You can’t celebrate  April Fool’s Day without remembering Sidd Finch and the greatest MLB prank ever.

Apropos of Nothing

If you are a fan of The Office, this interview of Steve Carell by John Krasinski is definitely worth your time.

MLB News & Notes

Giants manager Gabe Kapler has turned to video games to hone his managerial skills.

The suspensions of former Astros manager AJ Hinch and GM Jeffrey Luhnow will be considered fulfilled by MLB even if the league cancels the entire 2020 season.

Rockies infielder Daniel Murphy is donating $100,000 to assist the families of struggling minor league players adversely affected by COVID-19.

Retired outfielder Jim Edmonds has tested positive for the novel coronavirus. Edmonds played for the Angels, Cardinals, and Cubs during his 17-year career.

Dodgers infielder Justin Turner has proposed a tie-breaking home run derby to settle extra-inning games in  what will surely be a shortened season.

MLB Insider Jared Diamond is preparing for no MLB season at all. If anyone cares, I predict baseball will resume July 1 or thereabouts.

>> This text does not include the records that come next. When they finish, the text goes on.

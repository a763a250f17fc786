//! Module records as reported by the resolver.

use std::path::{Path, PathBuf};

use serde::Deserialize;

/// One resolved module.
///
/// Field names follow the `go list -m -json` output. Keys other than the
/// four below are ignored when decoding.
#[derive(Debug, Clone, Default, PartialEq, Eq, Deserialize)]
#[serde(rename_all = "PascalCase")]
pub struct ModuleRecord {
    /// Slash-delimited module path (e.g. `github.com/foo/bar`).
    pub path: String,

    /// Directory holding the module content. Empty for modules the
    /// resolver knows about but has no source for.
    #[serde(default)]
    pub dir: PathBuf,

    /// Opaque version string.
    #[serde(default)]
    pub version: String,

    /// Whether this is the main (workspace) module.
    #[serde(default)]
    pub main: bool,
}

impl ModuleRecord {
    /// Create a record with the given path and directory.
    pub fn new(path: impl Into<String>, dir: impl Into<PathBuf>) -> Self {
        Self {
            path: path.into(),
            dir: dir.into(),
            ..Default::default()
        }
    }

    /// Set the version.
    pub fn with_version(mut self, version: impl Into<String>) -> Self {
        self.version = version.into();
        self
    }

    /// Mark this record as the main module.
    pub fn as_main(mut self) -> Self {
        self.main = true;
        self
    }

    /// Whether the module has a backing directory on disk.
    pub fn has_dir(&self) -> bool {
        !self.dir.as_os_str().is_empty()
    }

    /// The module directory.
    pub fn dir(&self) -> &Path {
        &self.dir
    }
}

/// Drop modules without a backing directory, preserving order.
pub fn filter_modules(modules: Vec<ModuleRecord>) -> Vec<ModuleRecord> {
    modules.into_iter().filter(ModuleRecord::has_dir).collect()
}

In fact, July 1 looks like a realistic target date, at least for now, with a possible 100-game schedule to follow.

Extra Innings

I say let’s make today National Hamburger/Cheeseburger Day. On this date in 2001 Ichiro Suzuki made his MLB debut.

They Said It

  • “It’s the feel of the swing. Any hitter will tell you, whenever you feel right, you’re not thinking. If you lose the feel a little bit, you think a little bit and the next thing you know you lead to different thoughts.” – Kyle Schwarber

Thursday Walk Up Song

Stacy’s Mom by Fountains of Wayne – COVID-19 claimed FoW lead singer Adam Schlesinger yesterday. You may not know it, but Schlesinger, who was one of pop music’s greatest collaborators, wrote all of the original music for the movie That Thing You Do, including its titular title song.